By Kluger, Kaplan, Silverman, Katzen & Levine, P.L. March 12, 2013
By Steve I. Silverman
A recent ruling by a Pennsylvania state court denied a defendant’s request for plaintiffs’ social media records. In Hoy v. Holmes, case no.: S-57-12, plaintiffs sued defendant for damages arising from an automobile accident. Defendant sought and later moved to compel production of the plaintiffs’ social media records. The court denied defendant’s motion without prejudice, finding that there was no factual predicate to support a request for these documents.
This order is interesting because it highlights the fact that while social media may contain a wealth of information, the requesting party must demonstrate an appropriate predicate between the information sought and the potential for the discovery of relevant evidence. Both state and federal discovery laws tend to frown on “fishing expeditions” where a party seeks overbroad discovery in a blind effort to see if any pertinent evidence arises from the production. A link to the entire order can be found here.
Holmes argued that he was entitled to the social media information in order to determine the plaintiffs’ state of mind since they were seeking damages for both physical and mental injuries.

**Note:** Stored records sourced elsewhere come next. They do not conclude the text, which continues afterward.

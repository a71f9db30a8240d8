//! # Generator configuration
//!
//! An optional `crudforge.toml` at the project root adjusts where artifacts
//! are written and what the target database already contains:
//!
//! ```toml
//! [paths]
//! models = "app/Models"
//! migrations = "database/migrations"
//! web_routes = "routes/web.php"
//!
//! [routes]
//! api_middleware = "auth:sanctum"
//!
//! [schema]
//! existing_tables = ["users", "password_resets"]
//! ```
//!
//! Every key is optional; missing keys take the Laravel defaults below. All
//! paths are relative to the project root.

use serde::{Deserialize, Serialize};
use std::path::{Path, PathBuf};

use crate::error::GenerateError;
use crate::planner::ArtifactKind;

/// Default config file name, looked up in the project root.
pub const CONFIG_FILE_NAME: &str = "crudforge.toml";

/// Top-level generator configuration.
#[derive(Debug, Clone, Default, PartialEq, Eq, Serialize, Deserialize)]
#[serde(default)]
pub struct GeneratorConfig {
    /// Output locations
    pub paths: PathsConfig,
    /// Route registration settings
    pub routes: RoutesConfig,
    /// What the target database already has
    pub schema: SchemaConfig,
}

/// Output locations, relative to the project root.
#[derive(Debug, Clone, PartialEq, Eq, Serialize, Deserialize)]
#[serde(default)]
pub struct PathsConfig {
    /// Model classes
    pub models: PathBuf,
    /// Migrations
    pub migrations: PathBuf,
    /// Form requests
    pub requests: PathBuf,
    /// Web controllers
    pub web_controllers: PathBuf,
    /// API controllers
    pub api_controllers: PathBuf,
    /// View root; each entity gets a sub-directory
    pub views: PathBuf,
    /// Shared layout file
    pub layout: PathBuf,
    /// Web route file
    pub web_routes: PathBuf,
    /// API route file
    pub api_routes: PathBuf,
    /// Registry of generated entities, read by the dashboard listing
    pub registry: PathBuf,
}

impl Default for PathsConfig {
    fn default() -> Self {
        PathsConfig {
            models: PathBuf::from("app/Models"),
            migrations: PathBuf::from("database/migrations"),
            requests: PathBuf::from("app/Http/Requests"),
            web_controllers: PathBuf::from("app/Http/Controllers"),
            api_controllers: PathBuf::from("app/Http/Controllers/Api"),
            views: PathBuf::from("resources/views"),
            layout: PathBuf::from("resources/views/layouts/app.blade.php"),
            web_routes: PathBuf::from("routes/web.php"),
            api_routes: PathBuf::from("routes/api.php"),
            registry: PathBuf::from("storage/crud_models.json"),
        }
    }
}

impl PathsConfig {
    /// Directory holding artifacts of `kind`, for kinds stored one file per entity.
    #[must_use]
    pub fn dir_for(&self, kind: ArtifactKind) -> Option<&Path> {
        match kind {
            ArtifactKind::EntityDefinition => Some(&self.models),
            ArtifactKind::SchemaDefinition => Some(&self.migrations),
            ArtifactKind::ValidationRules => Some(&self.requests),
            ArtifactKind::ApiController => Some(&self.api_controllers),
            ArtifactKind::WebController => Some(&self.web_controllers),
            ArtifactKind::ViewSet => Some(&self.views),
            ArtifactKind::RouteSet | ArtifactKind::Layout => None,
        }
    }
}

/// Route registration settings.
#[derive(Debug, Clone, PartialEq, Eq, Serialize, Deserialize)]
#[serde(default)]
pub struct RoutesConfig {
    /// Middleware wrapped around API resource routes; empty for none
    pub api_middleware: String,
}

impl Default for RoutesConfig {
    fn default() -> Self {
        RoutesConfig {
            api_middleware: "auth:sanctum".to_string(),
        }
    }
}

/// Known state of the target database.
#[derive(Debug, Clone, Default, PartialEq, Eq, Serialize, Deserialize)]
#[serde(default)]
pub struct SchemaConfig {
    /// Tables that already exist; migrations for them are skipped
    pub existing_tables: Vec<String>,
}

impl GeneratorConfig {
    /// Load configuration from a TOML file.
    ///
    /// # Returns
    ///
    /// `Ok(None)` if the file does not exist, `Ok(Some(config))` if it parses.
    ///
    /// # Errors
    ///
    /// [`GenerateError::Io`] if the file exists but cannot be read, and
    /// [`GenerateError::Config`] if it is not valid configuration.
    pub fn load(path: &Path) -> Result<Option<Self>, GenerateError> {
        if !path.exists() {
            return Ok(None);
        }
        let contents =
            std::fs::read_to_string(path).map_err(|e| GenerateError::io(path, e))?;
        let config = toml::from_str(&contents).map_err(|e| {
            GenerateError::Config(format!("failed to parse {}: {e}", path.display()))
        })?;
        Ok(Some(config))
    }

    /// Resolve the configuration for a project.
    ///
    /// Priority:
    /// 1. `explicit` path (from `--config`), which must exist
    /// 2. `crudforge.toml` in `root`
    /// 3. Defaults
    ///
    /// # Errors
    ///
    /// Fails if an explicit path is missing or any file found is malformed.
    pub fn resolve(root: &Path, explicit: Option<&Path>) -> Result<Self, GenerateError> {
        if let Some(path) = explicit {
            return Self::load(path)?.ok_or_else(|| {
                GenerateError::Config(format!("config file not found: {}", path.display()))
            });
        }
        Ok(Self::load(&root.join(CONFIG_FILE_NAME))?.unwrap_or_default())
    }
}
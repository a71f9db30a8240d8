//! # Naming
//!
//! Every artifact refers to an entity by some spelling of its name: the model
//! class (`TestItem`), its table (`test_items`), the route prefix, the view
//! directory, the controller's variable (`testItem`). All of them are derived
//! here from the canonical singular StudlyCase form so that every artifact in a
//! plan agrees.
//!
//! Pluralization is a small, total English rule set: uncountable words are left
//! alone, a table of irregular forms is consulted, then suffix rules apply, and
//! anything else gets an `s`. Only the last word of a compound name is
//! inflected (`TestItem` -> `TestItems`).

use convert_case::{Case, Casing};

/// Words whose plural is the same as their singular.
const UNCOUNTABLE: &[&str] = &[
    "audio",
    "data",
    "deer",
    "equipment",
    "feedback",
    "fish",
    "information",
    "metadata",
    "money",
    "news",
    "rice",
    "series",
    "sheep",
    "software",
    "species",
    "staff",
];

/// Irregular `(singular, plural)` pairs.
const IRREGULAR: &[(&str, &str)] = &[
    ("analysis", "analyses"),
    ("child", "children"),
    ("criterion", "criteria"),
    ("foot", "feet"),
    ("goose", "geese"),
    ("half", "halves"),
    ("index", "indices"),
    ("knife", "knives"),
    ("leaf", "leaves"),
    ("life", "lives"),
    ("man", "men"),
    ("matrix", "matrices"),
    ("mouse", "mice"),
    ("ox", "oxen"),
    ("person", "people"),
    ("quiz", "quizzes"),
    ("tooth", "teeth"),
    ("vertex", "vertices"),
    ("wife", "wives"),
    ("woman", "women"),
];

/// All spellings of one entity name used across a generation plan.
#[derive(Debug, Clone, PartialEq, Eq, Hash)]
pub struct NameForms {
    /// Canonical singular form: `TestItem`
    pub studly: String,
    /// Plural StudlyCase: `TestItems`
    pub studly_plural: String,
    /// snake_case singular: `test_item`
    pub snake: String,
    /// snake_case plural, also the table name: `test_items`
    pub snake_plural: String,
    /// camelCase variable identifier: `testItem`
    pub camel: String,
    /// camelCase plural, used for has-many accessors: `testItems`
    pub camel_plural: String,
}

impl NameForms {
    /// Derive every form from an entity name as the user typed it.
    ///
    /// The input is normalized first (see [`canonical_name`]), so `"tasks"`,
    /// `"task"` and `"Task"` all resolve to the same forms.
    #[must_use]
    pub fn resolve(raw: &str) -> Self {
        let studly = canonical_name(raw);
        let studly_plural = pluralize(&studly);
        NameForms {
            snake: studly.to_case(Case::Snake),
            snake_plural: studly_plural.to_case(Case::Snake),
            camel: studly.to_case(Case::Camel),
            camel_plural: studly_plural.to_case(Case::Camel),
            studly,
            studly_plural,
        }
    }
}

/// Normalize a user-supplied entity name to singular StudlyCase.
///
/// `"projects"` -> `"Project"`, `"test_items"` -> `"TestItem"`.
#[must_use]
pub fn canonical_name(raw: &str) -> String {
    singularize(&raw.trim().to_case(Case::Pascal))
}

/// Pluralize the last word of `word`.
///
/// Total: every input yields an output.
#[must_use]
pub fn pluralize(word: &str) -> String {
    inflect(word, pluralize_word)
}

/// Singularize the last word of `word`.
#[must_use]
pub fn singularize(word: &str) -> String {
    inflect(word, singularize_word)
}

/// Apply `rule` to the lowercase last word of `word`, keeping the prefix and
/// the capitalisation of the word's first letter.
fn inflect(word: &str, rule: fn(&str) -> String) -> String {
    if word.is_empty() {
        return String::new();
    }
    let (prefix, last) = word.split_at(last_word_start(word));
    let lower = last.to_lowercase();
    let inflected = rule(&lower);
    if lower.len() == last.len() && inflected.starts_with(&lower) {
        // Pure suffix change: keep the original spelling of the stem.
        return format!("{prefix}{last}{}", &inflected[lower.len()..]);
    }
    if last.chars().next().is_some_and(char::is_uppercase) {
        format!("{prefix}{}", capitalize(&inflected))
    } else {
        format!("{prefix}{inflected}")
    }
}

/// Byte offset where the last word of a StudlyCase, snake_case or spaced name starts.
fn last_word_start(word: &str) -> usize {
    let mut start = 0;
    let mut prev: Option<char> = None;
    for (idx, ch) in word.char_indices() {
        match prev {
            Some('_' | ' ' | '-') => start = idx,
            Some(p) if ch.is_uppercase() && !p.is_uppercase() => start = idx,
            _ => {}
        }
        prev = Some(ch);
    }
    start
}

fn pluralize_word(word: &str) -> String {
    if UNCOUNTABLE.contains(&word) {
        return word.to_string();
    }
    if let Some((_, plural)) = IRREGULAR.iter().find(|(singular, _)| *singular == word) {
        return (*plural).to_string();
    }
    if let Some(stem) = word.strip_suffix('y') {
        if stem.chars().last().is_some_and(|c| !is_vowel(c)) {
            return format!("{stem}ies");
        }
    }
    if ["s", "x", "z", "ch", "sh"].iter().any(|s| word.ends_with(s)) {
        return format!("{word}es");
    }
    format!("{word}s")
}

fn singularize_word(word: &str) -> String {
    if UNCOUNTABLE.contains(&word) {
        return word.to_string();
    }
    if let Some((singular, _)) = IRREGULAR.iter().find(|(_, plural)| *plural == word) {
        return (*singular).to_string();
    }
    if IRREGULAR.iter().any(|(singular, _)| *singular == word) {
        return word.to_string();
    }
    if let Some(stem) = word.strip_suffix("ies") {
        if !stem.is_empty() {
            return format!("{stem}y");
        }
    }
    for suffix in ["sses", "xes", "zzes", "ches", "shes"] {
        if word.ends_with(suffix) {
            return word[..word.len() - 2].to_string();
        }
    }
    // statuses -> status, buses -> bus; houses -> house
    if let Some(stem) = word.strip_suffix("uses") {
        if stem.chars().last().is_some_and(|c| !is_vowel(c)) {
            return format!("{stem}us");
        }
    }
    if ["ss", "us", "is"].iter().any(|s| word.ends_with(s)) {
        return word.to_string();
    }
    match word.strip_suffix('s') {
        Some(stem) if !stem.is_empty() => stem.to_string(),
        _ => word.to_string(),
    }
}

fn is_vowel(c: char) -> bool {
    matches!(c, 'a' | 'e' | 'i' | 'o' | 'u')
}

/// Uppercase the first character: `"status"` -> `"Status"`.
#[must_use]
pub fn capitalize(word: &str) -> String {
    let mut chars = word.chars();
    match chars.next() {
        Some(first) => first.to_uppercase().collect::<String>() + chars.as_str(),
        None => String::new(),
    }
}

#[cfg(test)]
mod tests {
    use super::*;

    #[test]
    fn test_resolve_simple_name() {
        let names = NameForms::resolve("Project");
        assert_eq!(names.studly, "Project");
        assert_eq!(names.studly_plural, "Projects");
        assert_eq!(names.snake, "project");
        assert_eq!(names.snake_plural, "projects");
        assert_eq!(names.camel, "project");
        assert_eq!(names.camel_plural, "projects");
    }

    #[test]
    fn test_resolve_compound_name() {
        let names = NameForms::resolve("TestItem");
        assert_eq!(names.studly_plural, "TestItems");
        assert_eq!(names.snake, "test_item");
        assert_eq!(names.snake_plural, "test_items");
        assert_eq!(names.camel, "testItem");
    }

    #[test]
    fn test_resolve_normalizes_input() {
        assert_eq!(NameForms::resolve("tasks"), NameForms::resolve("Task"));
        assert_eq!(NameForms::resolve("test_items").studly, "TestItem");
        assert_eq!(NameForms::resolve("categories").studly, "Category");
    }

    #[test]
    fn test_pluralize_rules() {
        assert_eq!(pluralize("Task"), "Tasks");
        assert_eq!(pluralize("Category"), "Categories");
        assert_eq!(pluralize("Day"), "Days");
        assert_eq!(pluralize("Box"), "Boxes");
        assert_eq!(pluralize("Status"), "Statuses");
        assert_eq!(pluralize("Branch"), "Branches");
        assert_eq!(pluralize("Person"), "People");
        assert_eq!(pluralize("SalesPerson"), "SalesPeople");
        assert_eq!(pluralize("Human"), "Humans");
        assert_eq!(pluralize("Equipment"), "Equipment");
        assert_eq!(pluralize("child"), "children");
    }

    #[test]
    fn test_singularize_rules() {
        assert_eq!(singularize("tasks"), "task");
        assert_eq!(singularize("Categories"), "Category");
        assert_eq!(singularize("Boxes"), "Box");
        assert_eq!(singularize("Statuses"), "Status");
        assert_eq!(singularize("Status"), "Status");
        assert_eq!(singularize("Classes"), "Class");
        assert_eq!(singularize("People"), "Person");
        assert_eq!(singularize("Analysis"), "Analysis");
        assert_eq!(singularize("Series"), "Series");
        assert_eq!(singularize("Task"), "Task");
        assert_eq!(singularize("Houses"), "House");
        assert_eq!(singularize("Sizes"), "Size");
        assert_eq!(singularize("ProjectTasks"), "ProjectTask");
    }

    #[test]
    fn test_inflection_is_total() {
        for word in ["", "s", "y", "A", "x_y", "ßeta", "42"] {
            let _ = pluralize(word);
            let _ = singularize(word);
        }
        assert_eq!(pluralize(""), "");
    }

    #[test]
    fn test_capitalize() {
        assert_eq!(capitalize("status"), "Status");
        assert_eq!(capitalize(""), "");
    }
}
use std::cell::RefCell;
use std::collections::{BTreeMap, BTreeSet};
use std::path::{Path, PathBuf};

use super::{append_block, Storage};
use crate::config::PathsConfig;
use crate::error::GenerateError;
use crate::planner::ArtifactKind;

/// In-memory storage for dry runs and tests.
#[derive(Debug, Default)]
pub struct MemoryStorage {
    paths: PathsConfig,
    tables: BTreeSet<String>,
    files: RefCell<BTreeMap<PathBuf, String>>,
    directories: RefCell<BTreeSet<PathBuf>>,
}

impl MemoryStorage {
    /// Empty storage using the default path layout.
    #[must_use]
    pub fn new() -> Self {
        Self::default()
    }

    /// Empty storage using a custom path layout.
    #[must_use]
    pub fn with_paths(paths: PathsConfig) -> Self {
        MemoryStorage {
            paths,
            ..Self::default()
        }
    }

    /// Mark `table` as already present in the database.
    #[must_use]
    pub fn with_table(mut self, table: impl Into<String>) -> Self {
        self.tables.insert(table.into());
        self
    }

    /// Seed a file.
    #[must_use]
    pub fn with_file(self, path: impl Into<PathBuf>, content: impl Into<String>) -> Self {
        self.files.borrow_mut().insert(path.into(), content.into());
        self
    }

    /// Current contents of `path`.
    #[must_use]
    pub fn file(&self, path: impl AsRef<Path>) -> Option<String> {
        self.files.borrow().get(path.as_ref()).cloned()
    }

    /// All file paths, sorted.
    #[must_use]
    pub fn file_paths(&self) -> Vec<PathBuf> {
        self.files.borrow().keys().cloned().collect()
    }

    /// Whether `path` was created with [`Storage::ensure_directory`].
    #[must_use]
    pub fn has_directory(&self, path: impl AsRef<Path>) -> bool {
        self.directories.borrow().contains(path.as_ref())
    }
}

impl Storage for MemoryStorage {
    fn table_exists(&self, table: &str) -> Result<bool, GenerateError> {
        Ok(self.tables.contains(table))
    }

    fn list_existing_artifacts(
        &self,
        kind: ArtifactKind,
        pattern: &str,
    ) -> Result<Vec<String>, GenerateError> {
        let Some(dir) = self.paths.dir_for(kind) else {
            return Ok(Vec::new());
        };
        let files = self.files.borrow();
        let found = files
            .keys()
            .filter(|path| path.parent() == Some(dir))
            .filter_map(|path| path.file_name())
            .map(|name| name.to_string_lossy().into_owned())
            .filter(|name| name.contains(pattern))
            .collect();
        Ok(found)
    }

    fn read_file(&self, path: &Path) -> Result<Option<String>, GenerateError> {
        Ok(self.file(path))
    }

    fn write_file(&self, path: &Path, content: &str) -> Result<(), GenerateError> {
        self.files
            .borrow_mut()
            .insert(path.to_path_buf(), content.to_string());
        Ok(())
    }

    fn append_lines(&self, path: &Path, lines: &[String]) -> Result<(), GenerateError> {
        self.files
            .borrow_mut()
            .entry(path.to_path_buf())
            .or_default()
            .push_str(&append_block(lines));
        Ok(())
    }

    fn ensure_directory(&self, path: &Path) -> Result<(), GenerateError> {
        self.directories.borrow_mut().insert(path.to_path_buf());
        Ok(())
    }
}
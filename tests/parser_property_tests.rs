#![allow(clippy::unwrap_used, clippy::expect_used)]

use crudforge::dsl::{parse_fields, split_top_level, FieldKind};
use proptest::prelude::*;

fn arb_simple_type() -> impl Strategy<Value = String> {
    prop_oneof![
        Just("string".to_string()),
        Just("text".to_string()),
        Just("integer".to_string()),
        Just("boolean".to_string()),
        "[a-z]{1,8}",
    ]
}

fn arb_enum_type() -> impl Strategy<Value = String> {
    prop::collection::vec("[a-z]{1,6}", 1..5)
        .prop_map(|values| format!("enum({})", values.join(", ")))
}

fn arb_type() -> impl Strategy<Value = String> {
    prop_oneof![arb_simple_type(), arb_enum_type()]
}

/// Field tokens with unique names.
fn arb_tokens() -> impl Strategy<Value = Vec<String>> {
    prop::collection::vec(("[a-z]{1,6}", arb_type()), 1..8).prop_map(|pairs| {
        pairs
            .into_iter()
            .enumerate()
            .map(|(i, (name, ty))| format!("{name}{i}:{ty}"))
            .collect()
    })
}

fn arb_separator() -> impl Strategy<Value = &'static str> {
    prop_oneof![Just(","), Just(", "), Just(" ,"), Just(" , ")]
}

proptest! {
    #[test]
    fn prop_rejoined_tokens_reconstruct_input(tokens in arb_tokens()) {
        let input = tokens.join(",");
        let parsed = split_top_level(&input).unwrap();
        prop_assert_eq!(parsed.join(","), input);
    }

    #[test]
    fn prop_whitespace_around_top_level_commas_is_ignored(
        tokens in arb_tokens(),
        separator in arb_separator(),
    ) {
        let parsed = split_top_level(&tokens.join(separator)).unwrap();
        prop_assert_eq!(parsed, tokens);
    }

    #[test]
    fn prop_fields_keep_declaration_order(tokens in arb_tokens()) {
        let fields = parse_fields(&tokens.join(", ")).unwrap();
        prop_assert_eq!(fields.len(), tokens.len());
        for (field, token) in fields.iter().zip(&tokens) {
            let (name, ty) = token.split_once(':').unwrap();
            prop_assert_eq!(&field.name, name);
            if ty.starts_with("enum(") {
                prop_assert!(matches!(&field.kind, FieldKind::Enum(values) if !values.is_empty()));
            }
        }
    }

    #[test]
    fn prop_unclosed_enum_is_rejected(tokens in arb_tokens()) {
        let input = format!("{},broken:enum(a, b", tokens.join(","));
        prop_assert!(split_top_level(&input).is_err());
        prop_assert!(parse_fields(&input).is_err());
    }
}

The court employed a balancing test, requiring the movant to identify some nexus between the information sought and the social media pages.
Here, because Holmes cannot first see copies of the social media contents to know if there is relevant discoverable information, a practical suggestion would be to depose the plaintiffs and inquire about their social media use habits and attempt to establish the necessary link between the social media and lawsuit. Even the existence of photographs may be enough to get access to the content because the photographs might show the existence (or lack of) physical injuries, for example.
As social media continues to become a bigger presence in litigation discovery, cases like this will be arising in state courts all over the country. I will continue to blog about these cases and highlight trends in social media discovery.